→ Exercise requirements
Among the lines below, a stretch begins at the one with "fields actually supplied." and ends at the one with "let organization = req.organization.trim().to_string();". Repeat that stretch exactly, ends included.

→ Provided information
Segment Open
use axum::{
    routing::{get, post},
    Router,
};

use crate::state::AppState;

pub mod dto;
pub mod handlers;
pub mod model;
pub mod password;
pub mod repo;
pub mod service;

pub fn router() -> Router<AppState> {
    Router::new()
        .route("/signup", post(handlers::signup))
        .route("/login", post(handlers::login))
        .route("/", get(handlers::list_users))
        .route("/me", get(handlers::get_me).patch(handlers::update_me))
        .route("/:id", get(handlers::get_user))
}
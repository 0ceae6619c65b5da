mod app;
mod auth;
mod config;
mod error;
mod state;
mod users;

use crate::state::AppState;

#[tokio::main]
async fn main() -> anyhow::Result<()> {
    dotenvy::dotenv().ok();

    let env_filter = std::env::var("RUST_LOG")
        .unwrap_or_else(|_| "userhub=debug,axum=info,tower_http=info".to_string());
    let json_logs = std::env::var("LOG_FORMAT")
        .map(|v| v == "json")
        .unwrap_or(false);

    if json_logs {
        tracing_subscriber::fmt()
            .with_env_filter(env_filter)
            .with_target(false)
            .json()
            .init();
    } else {
        tracing_subscriber::fmt().with_env_filter(env_filter).init();
    }

    let state = AppState::init().await?;

    if let Err(e) = sqlx::migrate!("./migrations").run(&state.db).await {
        tracing::warn!(error = %e, "migrations folder not found or migration failed; continuing");
    }

    let config = state.config.clone();
    let app = app::build_app(state);
    app::serve(app, &config).await
}
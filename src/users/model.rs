use lazy_static::lazy_static;
use regex::Regex;
use serde::{Deserialize, Serialize};
use sqlx::FromRow;
use time::OffsetDateTime;
use uuid::Uuid;

use crate::error::ApiError;
use crate::users::dto::{CreateUserRequest, UpdateMeRequest};

pub const MIN_PASSWORD_LENGTH: usize = 8;

#[derive(Debug, Clone, Copy, PartialEq, Eq, Default, Serialize, Deserialize, sqlx::Type)]
#[serde(rename_all = "lowercase")]
#[sqlx(type_name = "user_role", rename_all = "lowercase")]
pub enum Role {
    #[default]
    User,
    Admin,
}

/// Full user row. Write-only fields are never serialized.
#[derive(Debug, Clone, Serialize, Deserialize, FromRow)]
pub struct User {
    pub id: Uuid,
    pub slug: String,
    pub first_name: String,
    pub last_name: String,
    pub email: String,
    pub organization: String,
    #[serde(skip_serializing)]
    pub password_hash: String,
    pub role: Role,
    pub password_changed_at: Option<OffsetDateTime>,
    #[serde(skip_serializing)]
    pub password_reset_token: Option<String>,
    pub password_reset_expires: Option<OffsetDateTime>,
    pub active: bool,
    pub created_at: OffsetDateTime,
}

/// Default read shape: password hash, active flag and creation timestamp are
/// only selected when explicitly asked for.
#[derive(Debug, Clone, Serialize, FromRow)]
pub struct UserSummary {
    pub id: Uuid,
    pub slug: String,
    pub first_name: String,
    pub last_name: String,
    pub email: String,
    pub organization: String,
    pub role: Role,
}

/// Validated, normalized input ready to persist. The confirmation field never
/// makes it this far.
#[derive(Debug, Clone)]
pub struct NewUser {
    pub slug: String,
    pub first_name: String,
    pub last_name: String,
    pub email: String,
    pub organization: String,
    pub password_hash: String,
    pub role: Role,
}

/// Column changes produced by an update. `password_hash` is `Some` only when
/// the password actually changed.
#[derive(Debug, Clone)]
pub struct UserUpdate {
    pub slug: String,
    pub first_name: String,
    pub last_name: String,
    pub organization: String,
    pub password_hash: Option<String>,
    pub password_changed_at: Option<OffsetDateTime>,
}

pub(crate) fn is_valid_email(email: &str) -> bool {
    lazy_static! {
        static ref EMAIL_RE: Regex = Regex::new(r"^[^@\s]+@[^@\s]+\.[^@\s]+$").unwrap();
    }
    EMAIL_RE.is_match(email)
}

pub fn normalize_email(raw: &str) -> String {
    raw.trim().to_lowercase()
}

/// `lowercase(first-last)`, reduced to hyphen-separated alphanumeric runs.
pub fn derive_slug(first_name: &str, last_name: &str) -> String {
    slugify(&format!("{first_name}-{last_name}"))
}

fn slugify(raw: &str) -> String {
    let mut slug = String::with_capacity(raw.len());
    let mut pending_sep = false;
    for c in raw.to_lowercase().chars() {
        if c.is_alphanumeric() {
            if pending_sep && !slug.is_empty() {
                slug.push('-');
            }
            pending_sep = false;
            slug.push(c);
        } else {
            pending_sep = true;
        }
    }
    slug
}

pub fn validate_new_user(req: &CreateUserRequest) -> Result<(), ApiError> {
    if req.first_name.trim().is_empty() {
        return Err(ApiError::validation("Please input your first name"));
    }
    if req.last_name.trim().is_empty() {
        return Err(ApiError::validation("Please input your last name"));
    }
    let email = normalize_email(&req.email);
    if email.is_empty() {
        return Err(ApiError::validation("Please input your email address"));
    }
    if !is_valid_email(&email) {
        return Err(ApiError::validation("Please provide a valid email"));
    }
    if req.organization.trim().is_empty() {
        return Err(ApiError::validation("Please input your organization"));
    }
    validate_password(&req.password, &req.password_confirm)
}

pub fn validate_password(password: &str, password_confirm: &str) -> Result<(), ApiError> {
    if password.len() < MIN_PASSWORD_LENGTH {
        return Err(ApiError::validation(
            "Please input a password with at least 8 characters",
        ));
    }
    if password != password_confirm {
        return Err(ApiError::validation("Passwords are not the same"));
    }
    Ok(())
}

/// Checks the partial fields of an update; presence checks only apply to the
/// fields actually supplied.
pub fn validate_update(req: &UpdateMeRequest) -> Result<(), ApiError> {
    if matches!(&req.first_name, Some(v) if v.trim().is_empty()) {
        return Err(ApiError::validation("Please input your first name"));
    }
    if matches!(&req.last_name, Some(v) if v.trim().is_empty()) {
        return Err(ApiError::validation("Please input your last name"));
    }
    if matches!(&req.organization, Some(v) if v.trim().is_empty()) {
        return Err(ApiError::validation("Please input your organization"));
    }
    if let Some(password) = &req.password {
        let confirm = req.password_confirm.as_deref().unwrap_or("");
        validate_password(password, confirm)?;
    } else if req.password_confirm.is_some() {
        return Err(ApiError::validation("Passwords are not the same"));
    }
    Ok(())
}
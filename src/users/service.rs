//! Write path for the user resource. Each write is an explicit sequence:
//! validate, normalize, derive the slug, hash the password, then persist.

use sqlx::PgPool;
use time::OffsetDateTime;

use crate::error::ApiError;
use crate::users::dto::{CreateUserRequest, UpdateMeRequest};
use crate::users::model::{
    derive_slug, normalize_email, validate_new_user, validate_update, NewUser, Role, User,
    UserUpdate,
};
use crate::users::password::hash_password;

/// Validate and transform a create request into a persistable record.
/// Fails before any I/O; the confirmation field is dropped here.
pub async fn prepare_new_user(req: &CreateUserRequest) -> Result<NewUser, ApiError> {
    validate_new_user(req)?;

    let first_name = req.first_name.trim().to_string();
    let last_name = req.last_name.trim().to_string();
    let slug = derive_slug(&first_name, &last_name);
    let email = normalize_email(&req.email);
    let organization = req.organization.trim().to_string();
    let password_hash = hash_password(&req.password, None).await?;

    Ok(NewUser {
        slug,
        first_name,
        last_name,
        email,
        organization,
        password_hash,
        role: Role::default(),
    })
}

pub async fn create_user(db: &PgPool, req: &CreateUserRequest) -> Result<User, ApiError> {
    let new_user = prepare_new_user(req).await?;
    // Friendlier error than the unique-index violation; the index still
    // backstops concurrent writes.
    if User::find_by_email(db, &new_user.email).await?.is_some() {
        return Err(ApiError::DuplicateEmail);
    }
    User::create(db, &new_user).await
}

/// Merge an update onto the current record. The slug is re-derived from the
/// resulting names on every write; the hash is recomputed only when the
/// password changed.
pub async fn prepare_update(
    current: &User,
    req: &UpdateMeRequest,
) -> Result<UserUpdate, ApiError> {
    validate_update(req)?;

    let first_name = req
        .first_name
        .as_deref()
        .unwrap_or(&current.first_name)
        .trim()
        .to_string();
    let last_name = req
        .last_name
        .as_deref()
        .unwrap_or(&current.last_name)
        .trim()
        .to_string();
    let organization = req
        .organization
        .as_deref()
        .unwrap_or(&current.organization)
        .trim()
        .to_string();
    let slug = derive_slug(&first_name, &last_name);

    let (password_hash, password_changed_at) = match &req.password {
        Some(password) => (
            Some(hash_password(password, None).await?),
            Some(OffsetDateTime::now_utc()),
        ),
        None => (None, None),
    };

    Ok(UserUpdate {
        slug,
        first_name,
        last_name,
        organization,
        password_hash,
        password_changed_at,
    })
}

pub async fn update_user(
    db: &PgPool,
    current: &User,
    req: &UpdateMeRequest,
) -> Result<User, ApiError> {
    let update = prepare_update(current, req).await?;
    User::apply_update(db, current.id, &update).await
}

#[cfg(test)]
mod tests {
    use super::*;
    use crate::users::password::verify_password;
    use uuid::Uuid;

    fn jane() -> CreateUserRequest {
        CreateUserRequest {
            first_name: "Jane".into(),
            last_name: "Doe".into(),
            email: "JANE@Test.com".into(),
            organization: "Acme".into(),
            password: "secret123".into(),
            password_confirm: "secret123".into(),
        }
    }

    fn stored_user(password_hash: &str) -> User {
        User {
            id: Uuid::new_v4(),
            slug: "jane-doe".into(),
            first_name: "Jane".into(),
            last_name: "Doe".into(),
            email: "jane@test.com".into(),
            organization: "Acme".into(),
            password_hash: password_hash.into(),
            role: Role::User,
            password_changed_at: None,
            password_reset_token: None,
            password_reset_expires: None,
            active: true,
            created_at: OffsetDateTime::UNIX_EPOCH,
        }
    }

    #[tokio::test]
    async fn prepare_new_user_normalizes_and_hashes() {
        let new_user = prepare_new_user(&jane()).await.expect("prepare");
        assert_eq!(new_user.email, "jane@test.com");
        assert_eq!(new_user.slug, "jane-doe");
        assert_eq!(new_user.role, Role::User);
        assert_ne!(new_user.password_hash, "secret123");
        assert!(verify_password("secret123", &new_user.password_hash)
            .await
            .expect("verify"));
    }

    #[tokio::test]
    async fn prepare_new_user_rejects_confirm_mismatch() {
        let mut req = jane();
        req.password_confirm = "secret124".into();
        let err = prepare_new_user(&req).await.unwrap_err();
        assert!(matches!(err, ApiError::Validation(_)));
    }

    #[tokio::test]
    async fn update_rederives_slug_from_new_names() {
        let current = stored_user("$2b$12$unchanged");
        let req = UpdateMeRequest {
            last_name: Some("Smith".into()),
            ..Default::default()
        };
        let update = prepare_update(&current, &req).await.expect("prepare");
        assert_eq!(update.slug, "jane-smith");
        assert_eq!(update.first_name, "Jane");
        assert!(update.password_hash.is_none());
        assert!(update.password_changed_at.is_none());
    }

    #[tokio::test]
    async fn update_with_password_rehashes_and_stamps() {
        let current = stored_user("$2b$12$old");
        let req = UpdateMeRequest {
            password: Some("newsecret1".into()),
            password_confirm: Some("newsecret1".into()),
            ..Default::default()
        };
        let update = prepare_update(&current, &req).await.expect("prepare");
        let hash = update.password_hash.expect("hash present");
        assert_ne!(hash, "newsecret1");
        assert!(update.password_changed_at.is_some());
        assert!(verify_password("newsecret1", &hash).await.expect("verify"));
    }

    #[tokio::test]
    async fn update_password_boundary() {
        let current = stored_user("$2b$12$old");
        let req = UpdateMeRequest {
            password: Some("seven77".into()),
            password_confirm: Some("seven77".into()),
            ..Default::default()
        };
        assert!(prepare_update(&current, &req).await.is_err());
    }
}
use sqlx::PgPool;
use uuid::Uuid;

use crate::error::ApiError;
use crate::users::model::{NewUser, User, UserSummary, UserUpdate};

const FULL_COLUMNS: &str = "id, slug, first_name, last_name, email, organization, \
     password_hash, role, password_changed_at, password_reset_token, \
     password_reset_expires, active, created_at";

impl User {
    /// Full row, including the stored hash. Used by the login flow; email is
    /// expected to be normalized already.
    pub async fn find_by_email(db: &PgPool, email: &str) -> Result<Option<User>, ApiError> {
        let user = sqlx::query_as::<_, User>(&format!(
            "SELECT {FULL_COLUMNS} FROM users WHERE email = $1"
        ))
        .bind(email)
        .fetch_optional(db)
        .await?;
        Ok(user)
    }

    /// Full row by ID, for writes that merge onto the current record.
    pub async fn find_by_id(db: &PgPool, id: Uuid) -> Result<Option<User>, ApiError> {
        let user = sqlx::query_as::<_, User>(&format!(
            "SELECT {FULL_COLUMNS} FROM users WHERE id = $1"
        ))
        .bind(id)
        .fetch_optional(db)
        .await?;
        Ok(user)
    }

    pub async fn create(db: &PgPool, new_user: &NewUser) -> Result<User, ApiError> {
        let user = sqlx::query_as::<_, User>(&format!(
            "INSERT INTO users (slug, first_name, last_name, email, organization, password_hash, role)
             VALUES ($1, $2, $3, $4, $5, $6, $7)
             RETURNING {FULL_COLUMNS}"
        ))
        .bind(&new_user.slug)
        .bind(&new_user.first_name)
        .bind(&new_user.last_name)
        .bind(&new_user.email)
        .bind(&new_user.organization)
        .bind(&new_user.password_hash)
        .bind(new_user.role)
        .fetch_one(db)
        .await?;
        Ok(user)
    }

    pub async fn apply_update(
        db: &PgPool,
        id: Uuid,
        update: &UserUpdate,
    ) -> Result<User, ApiError> {
        let user = sqlx::query_as::<_, User>(&format!(
            "UPDATE users
             SET slug = $2, first_name = $3, last_name = $4, organization = $5,
                 password_hash = COALESCE($6, password_hash),
                 password_changed_at = COALESCE($7, password_changed_at)
             WHERE id = $1
             RETURNING {FULL_COLUMNS}"
        ))
        .bind(id)
        .bind(&update.slug)
        .bind(&update.first_name)
        .bind(&update.last_name)
        .bind(&update.organization)
        .bind(&update.password_hash)
        .bind(update.password_changed_at)
        .fetch_one(db)
        .await?;
        Ok(user)
    }
}

impl UserSummary {
    /// Default read shape: no password hash, active flag or creation timestamp.
    pub async fn find_by_id(db: &PgPool, id: Uuid) -> Result<Option<UserSummary>, ApiError> {
        let user = sqlx::query_as::<_, UserSummary>(
            r#"
            SELECT id, slug, first_name, last_name, email, organization, role
            FROM users
            WHERE id = $1
            "#,
        )
        .bind(id)
        .fetch_optional(db)
        .await?;
        Ok(user)
    }

    pub async fn list(
        db: &PgPool,
        limit: i64,
        offset: i64,
    ) -> Result<Vec<UserSummary>, ApiError> {
        let users = sqlx::query_as::<_, UserSummary>(
            r#"
            SELECT id, slug, first_name, last_name, email, organization, role
            FROM users
            ORDER BY created_at DESC
            LIMIT $1 OFFSET $2
            "#,
        )
        .bind(limit)
        .bind(offset)
        .fetch_all(db)
        .await?;
        Ok(users)
    }
}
Segment Closed
→ Task answer
/// fields actually supplied.
pub fn validate_update(req: &UpdateMeRequest) -> Result<(), ApiError> {
    if matches!(&req.first_name, Some(v) if v.trim().is_empty()) {
        return Err(ApiError::validation("Please input your first name"));
    }
    if matches!(&req.last_name, Some(v) if v.trim().is_empty()) {
        return Err(ApiError::validation("Please input your last name"));
    }
    if matches!(&req.organization, Some(v) if v.trim().is_empty()) {
        return Err(ApiError::validation("Please input your organization"));
    }
    if let Some(password) = &req.password {
        let confirm = req.password_confirm.as_deref().unwrap_or("");
        validate_password(password, confirm)?;
    } else if req.password_confirm.is_some() {
        return Err(ApiError::validation("Passwords are not the same"));
    }
    Ok(())
}
filename src/users/service.rs
//! Write path for the user resource. Each write is an explicit sequence:
//! validate, normalize, derive the slug, hash the password, then persist.

use sqlx::PgPool;
use time::OffsetDateTime;

use crate::error::ApiError;
use crate::users::dto::{CreateUserRequest, UpdateMeRequest};
use crate::users::model::{
    derive_slug, normalize_email, validate_new_user, validate_update, NewUser, Role, User,
    UserUpdate,
};
use crate::users::password::hash_password;

/// Validate and transform a create request into a persistable record.
/// Fails before any I/O; the confirmation field is dropped here.
pub async fn prepare_new_user(req: &CreateUserRequest) -> Result<NewUser, ApiError> {
    validate_new_user(req)?;

    let first_name = req.first_name.trim().to_string();
    let last_name = req.last_name.trim().to_string();
    let slug = derive_slug(&first_name, &last_name);
    let email = normalize_email(&req.email);
    let organization = req.organization.trim().to_string();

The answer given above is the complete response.